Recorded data
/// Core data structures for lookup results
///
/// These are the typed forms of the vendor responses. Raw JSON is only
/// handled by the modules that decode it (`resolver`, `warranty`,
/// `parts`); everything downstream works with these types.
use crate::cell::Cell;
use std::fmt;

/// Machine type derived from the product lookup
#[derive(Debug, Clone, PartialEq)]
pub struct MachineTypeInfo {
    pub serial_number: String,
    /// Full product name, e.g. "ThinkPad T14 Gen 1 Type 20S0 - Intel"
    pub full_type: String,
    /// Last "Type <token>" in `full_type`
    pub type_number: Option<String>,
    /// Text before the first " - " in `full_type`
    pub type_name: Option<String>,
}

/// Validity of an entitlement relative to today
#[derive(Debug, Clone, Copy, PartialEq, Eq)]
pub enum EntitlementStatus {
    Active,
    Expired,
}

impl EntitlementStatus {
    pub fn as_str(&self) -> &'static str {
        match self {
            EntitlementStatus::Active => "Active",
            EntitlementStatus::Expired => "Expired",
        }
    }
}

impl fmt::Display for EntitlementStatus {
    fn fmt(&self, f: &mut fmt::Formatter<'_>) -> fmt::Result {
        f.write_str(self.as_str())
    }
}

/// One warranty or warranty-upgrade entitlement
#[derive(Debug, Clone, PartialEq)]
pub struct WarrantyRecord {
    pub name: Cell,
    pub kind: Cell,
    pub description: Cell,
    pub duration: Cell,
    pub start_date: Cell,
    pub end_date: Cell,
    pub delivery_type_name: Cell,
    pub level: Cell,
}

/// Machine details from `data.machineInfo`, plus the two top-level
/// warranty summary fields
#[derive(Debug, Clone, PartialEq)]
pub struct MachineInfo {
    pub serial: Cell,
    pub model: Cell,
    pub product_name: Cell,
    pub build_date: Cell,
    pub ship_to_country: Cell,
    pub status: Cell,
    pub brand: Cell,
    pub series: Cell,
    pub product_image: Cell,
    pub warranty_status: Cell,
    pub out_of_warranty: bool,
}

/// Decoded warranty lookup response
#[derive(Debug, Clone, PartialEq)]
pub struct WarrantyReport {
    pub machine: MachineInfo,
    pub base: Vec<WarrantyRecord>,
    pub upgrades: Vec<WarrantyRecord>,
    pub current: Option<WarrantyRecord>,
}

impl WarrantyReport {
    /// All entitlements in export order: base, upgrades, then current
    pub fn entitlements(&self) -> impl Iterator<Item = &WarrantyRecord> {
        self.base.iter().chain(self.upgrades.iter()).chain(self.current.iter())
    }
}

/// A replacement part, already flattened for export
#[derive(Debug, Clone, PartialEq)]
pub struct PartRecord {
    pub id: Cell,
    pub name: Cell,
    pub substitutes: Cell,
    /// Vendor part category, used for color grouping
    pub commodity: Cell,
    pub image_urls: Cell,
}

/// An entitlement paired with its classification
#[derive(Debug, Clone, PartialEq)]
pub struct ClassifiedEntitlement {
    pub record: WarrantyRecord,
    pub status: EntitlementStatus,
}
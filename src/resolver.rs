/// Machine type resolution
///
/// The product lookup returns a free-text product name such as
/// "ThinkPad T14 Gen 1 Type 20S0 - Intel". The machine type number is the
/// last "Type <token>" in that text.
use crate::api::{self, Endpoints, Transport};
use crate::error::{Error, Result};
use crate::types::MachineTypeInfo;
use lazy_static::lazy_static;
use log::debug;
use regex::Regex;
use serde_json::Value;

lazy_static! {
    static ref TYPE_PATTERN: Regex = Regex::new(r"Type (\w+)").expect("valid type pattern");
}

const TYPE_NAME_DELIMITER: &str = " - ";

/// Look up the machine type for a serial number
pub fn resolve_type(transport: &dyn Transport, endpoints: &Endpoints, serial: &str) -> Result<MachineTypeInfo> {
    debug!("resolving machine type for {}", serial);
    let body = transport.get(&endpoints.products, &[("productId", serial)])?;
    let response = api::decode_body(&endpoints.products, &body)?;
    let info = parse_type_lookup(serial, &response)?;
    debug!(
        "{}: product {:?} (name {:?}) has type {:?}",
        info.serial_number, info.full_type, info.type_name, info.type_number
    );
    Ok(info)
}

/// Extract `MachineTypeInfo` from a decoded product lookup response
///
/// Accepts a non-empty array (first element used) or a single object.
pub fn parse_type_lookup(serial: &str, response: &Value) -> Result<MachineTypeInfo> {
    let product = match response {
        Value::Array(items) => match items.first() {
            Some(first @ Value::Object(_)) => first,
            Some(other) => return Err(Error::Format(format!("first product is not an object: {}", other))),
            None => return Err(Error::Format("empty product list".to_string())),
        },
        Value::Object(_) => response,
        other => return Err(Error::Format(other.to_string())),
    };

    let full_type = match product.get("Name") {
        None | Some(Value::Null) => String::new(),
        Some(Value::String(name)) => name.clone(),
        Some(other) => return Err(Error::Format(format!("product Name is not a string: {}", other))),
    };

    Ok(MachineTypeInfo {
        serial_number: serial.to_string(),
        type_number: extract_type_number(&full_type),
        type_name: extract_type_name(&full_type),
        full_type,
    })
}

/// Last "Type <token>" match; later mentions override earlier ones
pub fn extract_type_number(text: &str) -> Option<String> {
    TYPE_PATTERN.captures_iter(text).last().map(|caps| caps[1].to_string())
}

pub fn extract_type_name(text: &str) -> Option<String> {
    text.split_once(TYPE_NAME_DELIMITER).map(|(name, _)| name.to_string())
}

> _Task to complete_
The records above should be repeated in full, exactly as given.

> _Completed task_
/// Core data structures for lookup results
///
/// These are the typed forms of the vendor responses. Raw JSON is only
/// handled by the modules that decode it (`resolver`, `warranty`,
/// `parts`); everything downstream works with these types.
use crate::cell::Cell;
use std::fmt;

/// Machine type derived from the product lookup
#[derive(Debug, Clone, PartialEq)]
pub struct MachineTypeInfo {
    pub serial_number: String,
    /// Full product name, e.g. "ThinkPad T14 Gen 1 Type 20S0 - Intel"
    pub full_type: String,
    /// Last "Type <token>" in `full_type`
    pub type_number: Option<String>,
    /// Text before the first " - " in `full_type`
    pub type_name: Option<String>,
}

/// Validity of an entitlement relative to today
#[derive(Debug, Clone, Copy, PartialEq, Eq)]
pub enum EntitlementStatus {
    Active,
    Expired,
}

impl EntitlementStatus {
    pub fn as_str(&self) -> &'static str {
        match self {
            EntitlementStatus::Active => "Active",
            EntitlementStatus::Expired => "Expired",
        }
    }
}

impl fmt::Display for EntitlementStatus {
    fn fmt(&self, f: &mut fmt::Formatter<'_>) -> fmt::Result {
        f.write_str(self.as_str())
    }
}

/// One warranty or warranty-upgrade entitlement
#[derive(Debug, Clone, PartialEq)]
pub struct WarrantyRecord {
    pub name: Cell,
    pub kind: Cell,
    pub description: Cell,
    pub duration: Cell,
    pub start_date: Cell,
    pub end_date: Cell,
    pub delivery_type_name: Cell,
    pub level: Cell,
}

/// Machine details from `data.machineInfo`, plus the two top-level
/// warranty summary fields
#[derive(Debug, Clone, PartialEq)]
pub struct MachineInfo {
    pub serial: Cell,
    pub model: Cell,
    pub product_name: Cell,
    pub build_date: Cell,
    pub ship_to_country: Cell,
    pub status: Cell,
    pub brand: Cell,
    pub series: Cell,
    pub product_image: Cell,
    pub warranty_status: Cell,
    pub out_of_warranty: bool,
}

/// Decoded warranty lookup response
#[derive(Debug, Clone, PartialEq)]
pub struct WarrantyReport {
    pub machine: MachineInfo,
    pub base: Vec<WarrantyRecord>,
    pub upgrades: Vec<WarrantyRecord>,
    pub current: Option<WarrantyRecord>,
}

impl WarrantyReport {
    /// All entitlements in export order: base, upgrades, then current
    pub fn entitlements(&self) -> impl Iterator<Item = &WarrantyRecord> {
        self.base.iter().chain(self.upgrades.iter()).chain(self.current.iter())
    }
}

/// A replacement part, already flattened for export
#[derive(Debug, Clone, PartialEq)]
pub struct PartRecord {
    pub id: Cell,
    pub name: Cell,
    pub substitutes: Cell,
    /// Vendor part category, used for color grouping
    pub commodity: Cell,
    pub image_urls: Cell,
}

/// An entitlement paired with its classification
#[derive(Debug, Clone, PartialEq)]
pub struct ClassifiedEntitlement {
    pub record: WarrantyRecord,
    pub status: EntitlementStatus,
}
filename src/resolver.rs
/// Machine type resolution
///
/// The product lookup returns a free-text product name such as
/// "ThinkPad T14 Gen 1 Type 20S0 - Intel". The machine type number is the
/// last "Type <token>" in that text.
use crate::api::{self, Endpoints, Transport};
use crate::error::{Error, Result};
use crate::types::MachineTypeInfo;
use lazy_static::lazy_static;
use log::debug;
use regex::Regex;
use serde_json::Value;

lazy_static! {
    static ref TYPE_PATTERN: Regex = Regex::new(r"Type (\w+)").expect("valid type pattern");
}

const TYPE_NAME_DELIMITER: &str = " - ";

/// Look up the machine type for a serial number
pub fn resolve_type(transport: &dyn Transport, endpoints: &Endpoints, serial: &str) -> Result<MachineTypeInfo> {
    debug!("resolving machine type for {}", serial);
    let body = transport.get(&endpoints.products, &[("productId", serial)])?;
    let response = api::decode_body(&endpoints.products, &body)?;
    let info = parse_type_lookup(serial, &response)?;
    debug!(
        "{}: product {:?} (name {:?}) has type {:?}",
        info.serial_number, info.full_type, info.type_name, info.type_number
    );
    Ok(info)
}

/// Extract `MachineTypeInfo` from a decoded product lookup response
///
/// Accepts a non-empty array (first element used) or a single object.
pub fn parse_type_lookup(serial: &str, response: &Value) -> Result<MachineTypeInfo> {
    let product = match response {
        Value::Array(items) => match items.first() {
            Some(first @ Value::Object(_)) => first,
            Some(other) => return Err(Error::Format(format!("first product is not an object: {}", other))),
            None => return Err(Error::Format("empty product list".to_string())),
        },
        Value::Object(_) => response,
        other => return Err(Error::Format(other.to_string())),
    };

    let full_type = match product.get("Name") {
        None | Some(Value::Null) => String::new(),
        Some(Value::String(name)) => name.clone(),
        Some(other) => return Err(Error::Format(format!("product Name is not a string: {}", other))),
    };

    Ok(MachineTypeInfo {
        serial_number: serial.to_string(),
        type_number: extract_type_number(&full_type),
        type_name: extract_type_name(&full_type),
        full_type,
    })
}

/// Last "Type <token>" match; later mentions override earlier ones
pub fn extract_type_number(text: &str) -> Option<String> {
    TYPE_PATTERN.captures_iter(text).last().map(|caps| caps[1].to_string())
}

pub fn extract_type_name(text: &str) -> Option<String> {
    text.split_once(TYPE_NAME_DELIMITER).map(|(name, _)| name.to_string())
}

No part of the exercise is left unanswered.